DATASET ENTRIES: Begin

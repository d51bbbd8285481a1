//! Persisted email defaults.
//!
//! The whole document is read at startup and rewritten on save. There is no
//! locking against other processes and no schema versioning.

use std::collections::BTreeMap;
use std::path::{Path, PathBuf};

use serde::{Deserialize, Serialize};

use super::ConfigError;

/// Default location of the config document, relative to the working directory.
pub const CONFIG_FILE: &str = "email_config.json";

/// Keys stored in the named fields of [`EmailConfig`].
const NAMED_KEYS: [&str; 3] = ["sender", "recipient", "subject"];

/// Email defaults remembered between runs.
#[derive(Debug, Clone, Default, PartialEq, Eq, Serialize, Deserialize)]
pub struct EmailConfig {
    /// Last-used sender address; pre-fills the send form.
    #[serde(default, skip_serializing_if = "Option::is_none")]
    pub sender: Option<String>,
    /// Last-used recipient address.
    #[serde(default, skip_serializing_if = "Option::is_none")]
    pub recipient: Option<String>,
    /// Last-used subject line.
    #[serde(default, skip_serializing_if = "Option::is_none")]
    pub subject: Option<String>,
    /// Any other string fields found in the document, kept as-is. Never
    /// holds one of the named keys.
    #[serde(flatten)]
    extra: BTreeMap<String, String>,
}

impl EmailConfig {
    /// Records the fields of a successful send.
    pub fn remember_send(&mut self, sender: &str, recipient: &str, subject: &str) {
        self.sender = Some(sender.to_string());
        self.recipient = Some(recipient.to_string());
        self.subject = Some(subject.to_string());
    }

    /// Fields other than the named ones.
    pub fn extra(&self) -> &BTreeMap<String, String> {
        &self.extra
    }

    /// Sets an extra field. Named keys must go through their own fields.
    pub fn set_extra(
        &mut self,
        key: impl Into<String>,
        value: impl Into<String>,
    ) -> Result<(), ConfigError> {
        let key = key.into();
        if NAMED_KEYS.contains(&key.as_str()) {
            return Err(ConfigError::Invalid(format!(
                "{} is a named config field",
                key
            )));
        }
        self.extra.insert(key, value.into());
        Ok(())
    }
}

/// Reads the config document at `path`. A missing file yields the default config.
pub fn load_config(path: impl AsRef<Path>) -> Result<EmailConfig, ConfigError> {
    let path = path.as_ref();
    if !path.exists() {
        tracing::debug!(path = %path.display(), "No config file, using defaults");
        return Ok(EmailConfig::default());
    }

    let contents = std::fs::read_to_string(path)?;
    let config = serde_json::from_str(&contents)?;
    Ok(config)
}

/// Writes `config` to `path`, replacing the previous document.
pub fn save_config(path: impl AsRef<Path>, config: &EmailConfig) -> Result<(), ConfigError> {
    let path = path.as_ref();
    let json = serde_json::to_string_pretty(config)?;
    std::fs::write(path, json)?;
    tracing::debug!(path = %path.display(), "Saved config");
    Ok(())
}

/// Config document bound to a file path.
#[derive(Debug, Clone)]
pub struct ConfigStore {
    path: PathBuf,
}

impl ConfigStore {
    pub fn new(path: impl Into<PathBuf>) -> Self {
        Self { path: path.into() }
    }

    pub fn path(&self) -> &Path {
        &self.path
    }

    pub fn load(&self) -> Result<EmailConfig, ConfigError> {
        load_config(&self.path)
    }

    pub fn save(&self, config: &EmailConfig) -> Result<(), ConfigError> {
        save_config(&self.path, config)
    }
}

impl Default for ConfigStore {
    fn default() -> Self {
        Self::new(CONFIG_FILE)
    }
}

DATASET ENTRIES: End

> **PROBLEM REQUIREMENTS**
Look through the records and copy down every line that holds "Last".

> **SOLUTION**
    /// Last-used sender address; pre-fills the send form.
    /// Last-used recipient address.
    /// Last-used subject line.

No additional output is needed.